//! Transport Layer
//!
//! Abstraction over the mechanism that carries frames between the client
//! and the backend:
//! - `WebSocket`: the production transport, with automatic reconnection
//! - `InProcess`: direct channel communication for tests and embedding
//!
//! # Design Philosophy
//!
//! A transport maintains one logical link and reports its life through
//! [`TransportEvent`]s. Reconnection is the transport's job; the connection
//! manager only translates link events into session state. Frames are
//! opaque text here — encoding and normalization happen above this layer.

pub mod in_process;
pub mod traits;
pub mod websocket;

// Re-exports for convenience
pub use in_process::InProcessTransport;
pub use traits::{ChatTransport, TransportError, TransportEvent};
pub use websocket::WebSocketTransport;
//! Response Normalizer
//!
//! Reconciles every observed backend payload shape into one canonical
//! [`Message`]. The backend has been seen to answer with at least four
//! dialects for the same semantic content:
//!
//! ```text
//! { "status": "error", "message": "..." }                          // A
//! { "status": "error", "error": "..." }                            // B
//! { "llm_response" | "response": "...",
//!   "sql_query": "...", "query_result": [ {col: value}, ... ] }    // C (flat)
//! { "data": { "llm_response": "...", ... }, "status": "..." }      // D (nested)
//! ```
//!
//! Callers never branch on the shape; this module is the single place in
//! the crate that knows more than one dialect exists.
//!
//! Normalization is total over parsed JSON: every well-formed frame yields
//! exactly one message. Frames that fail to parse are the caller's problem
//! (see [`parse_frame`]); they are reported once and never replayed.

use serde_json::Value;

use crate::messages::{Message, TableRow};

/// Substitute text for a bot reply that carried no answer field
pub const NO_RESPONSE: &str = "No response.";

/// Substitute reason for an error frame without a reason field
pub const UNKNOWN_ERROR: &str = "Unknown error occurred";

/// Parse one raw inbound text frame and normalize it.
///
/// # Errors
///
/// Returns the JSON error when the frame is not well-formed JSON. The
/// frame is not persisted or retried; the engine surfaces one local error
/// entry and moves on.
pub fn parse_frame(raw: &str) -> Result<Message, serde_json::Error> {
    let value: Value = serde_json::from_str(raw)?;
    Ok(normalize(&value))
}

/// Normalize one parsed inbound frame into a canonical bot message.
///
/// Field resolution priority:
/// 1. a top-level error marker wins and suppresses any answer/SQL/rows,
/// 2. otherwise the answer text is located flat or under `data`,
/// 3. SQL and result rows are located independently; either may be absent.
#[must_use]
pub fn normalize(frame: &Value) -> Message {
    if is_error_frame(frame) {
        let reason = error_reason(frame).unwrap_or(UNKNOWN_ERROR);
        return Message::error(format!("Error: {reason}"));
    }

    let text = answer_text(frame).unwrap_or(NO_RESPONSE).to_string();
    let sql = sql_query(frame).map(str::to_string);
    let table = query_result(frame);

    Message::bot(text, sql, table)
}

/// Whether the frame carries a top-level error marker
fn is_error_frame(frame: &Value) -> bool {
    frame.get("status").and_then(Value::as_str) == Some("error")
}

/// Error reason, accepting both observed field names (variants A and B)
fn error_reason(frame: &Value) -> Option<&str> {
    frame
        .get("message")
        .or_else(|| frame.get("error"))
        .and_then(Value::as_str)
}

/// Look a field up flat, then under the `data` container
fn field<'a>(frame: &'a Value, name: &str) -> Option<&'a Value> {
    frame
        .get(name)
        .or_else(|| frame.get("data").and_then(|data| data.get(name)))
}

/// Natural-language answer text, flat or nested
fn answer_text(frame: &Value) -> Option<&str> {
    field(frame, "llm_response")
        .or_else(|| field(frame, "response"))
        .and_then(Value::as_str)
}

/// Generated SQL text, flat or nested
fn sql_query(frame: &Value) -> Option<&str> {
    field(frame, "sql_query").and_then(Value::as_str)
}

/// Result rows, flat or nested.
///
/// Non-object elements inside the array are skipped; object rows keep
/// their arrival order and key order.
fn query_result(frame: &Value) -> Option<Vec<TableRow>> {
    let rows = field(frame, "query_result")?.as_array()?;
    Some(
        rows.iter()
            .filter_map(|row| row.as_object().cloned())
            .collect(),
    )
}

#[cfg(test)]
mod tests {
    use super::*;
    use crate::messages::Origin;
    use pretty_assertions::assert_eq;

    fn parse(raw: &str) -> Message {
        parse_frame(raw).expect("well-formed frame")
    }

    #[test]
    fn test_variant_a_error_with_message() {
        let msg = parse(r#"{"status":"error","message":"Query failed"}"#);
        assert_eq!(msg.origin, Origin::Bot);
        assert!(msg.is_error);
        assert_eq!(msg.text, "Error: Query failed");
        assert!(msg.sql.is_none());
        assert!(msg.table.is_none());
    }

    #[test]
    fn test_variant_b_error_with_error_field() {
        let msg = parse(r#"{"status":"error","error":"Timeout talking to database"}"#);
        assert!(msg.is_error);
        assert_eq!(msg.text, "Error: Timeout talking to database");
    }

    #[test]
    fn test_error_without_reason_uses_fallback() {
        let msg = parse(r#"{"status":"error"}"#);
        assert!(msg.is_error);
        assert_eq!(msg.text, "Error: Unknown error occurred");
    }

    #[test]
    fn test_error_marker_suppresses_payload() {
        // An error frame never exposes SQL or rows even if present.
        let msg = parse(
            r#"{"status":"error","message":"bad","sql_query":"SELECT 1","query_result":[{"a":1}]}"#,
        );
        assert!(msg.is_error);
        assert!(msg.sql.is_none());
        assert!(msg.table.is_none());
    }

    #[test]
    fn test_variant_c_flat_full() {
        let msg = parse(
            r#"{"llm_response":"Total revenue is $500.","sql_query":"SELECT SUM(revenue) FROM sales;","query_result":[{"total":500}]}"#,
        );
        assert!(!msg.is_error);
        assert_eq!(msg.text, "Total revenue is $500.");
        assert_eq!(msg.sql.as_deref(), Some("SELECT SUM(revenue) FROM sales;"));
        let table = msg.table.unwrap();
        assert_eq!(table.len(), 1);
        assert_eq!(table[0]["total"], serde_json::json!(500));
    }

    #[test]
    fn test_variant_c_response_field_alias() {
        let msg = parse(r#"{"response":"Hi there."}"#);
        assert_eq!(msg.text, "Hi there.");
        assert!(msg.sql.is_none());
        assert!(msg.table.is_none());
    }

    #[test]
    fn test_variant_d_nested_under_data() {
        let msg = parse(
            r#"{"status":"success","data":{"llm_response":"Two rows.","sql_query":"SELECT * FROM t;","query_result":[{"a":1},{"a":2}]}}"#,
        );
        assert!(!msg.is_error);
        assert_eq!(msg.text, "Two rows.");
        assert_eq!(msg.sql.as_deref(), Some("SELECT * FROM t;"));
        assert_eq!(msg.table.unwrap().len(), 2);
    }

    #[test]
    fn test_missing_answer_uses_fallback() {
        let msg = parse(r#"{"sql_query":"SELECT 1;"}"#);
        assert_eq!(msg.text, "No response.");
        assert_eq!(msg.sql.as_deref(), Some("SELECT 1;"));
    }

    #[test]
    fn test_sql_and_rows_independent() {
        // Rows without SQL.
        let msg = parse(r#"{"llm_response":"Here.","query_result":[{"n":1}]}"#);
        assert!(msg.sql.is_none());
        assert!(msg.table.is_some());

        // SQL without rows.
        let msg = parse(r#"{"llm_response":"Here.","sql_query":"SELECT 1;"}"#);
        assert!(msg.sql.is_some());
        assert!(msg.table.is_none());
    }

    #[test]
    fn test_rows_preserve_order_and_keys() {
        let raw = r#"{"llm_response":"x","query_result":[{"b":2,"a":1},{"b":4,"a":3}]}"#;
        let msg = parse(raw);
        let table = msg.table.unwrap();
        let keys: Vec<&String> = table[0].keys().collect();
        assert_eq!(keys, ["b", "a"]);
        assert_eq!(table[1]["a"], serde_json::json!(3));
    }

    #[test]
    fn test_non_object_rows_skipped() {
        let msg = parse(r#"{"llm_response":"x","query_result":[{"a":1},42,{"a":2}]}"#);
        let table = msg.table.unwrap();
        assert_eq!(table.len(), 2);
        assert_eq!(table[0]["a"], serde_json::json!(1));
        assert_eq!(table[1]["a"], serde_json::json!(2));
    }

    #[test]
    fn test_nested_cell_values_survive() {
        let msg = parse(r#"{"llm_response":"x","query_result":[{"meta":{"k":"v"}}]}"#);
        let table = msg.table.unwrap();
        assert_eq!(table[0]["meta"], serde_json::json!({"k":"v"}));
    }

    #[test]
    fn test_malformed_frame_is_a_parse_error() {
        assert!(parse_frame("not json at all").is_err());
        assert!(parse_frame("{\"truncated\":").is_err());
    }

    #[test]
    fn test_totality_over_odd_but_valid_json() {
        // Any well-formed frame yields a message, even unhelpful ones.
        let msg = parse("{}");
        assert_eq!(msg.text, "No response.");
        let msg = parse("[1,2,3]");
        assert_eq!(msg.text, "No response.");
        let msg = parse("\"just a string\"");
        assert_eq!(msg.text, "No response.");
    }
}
++++++++
Task goal: Retype exactly the lines from the start of the entries through the one with "state. Frames are"; include both ends.

Solution to this task:
//! Transport Layer
//!
//! Abstraction over the mechanism that carries frames between the client
//! and the backend:
//! - `WebSocket`: the production transport, with automatic reconnection
//! - `InProcess`: direct channel communication for tests and embedding
//!
//! # Design Philosophy
//!
//! A transport maintains one logical link and reports its life through
//! [`TransportEvent`]s. Reconnection is the transport's job; the connection
//! manager only translates link events into session state. Frames are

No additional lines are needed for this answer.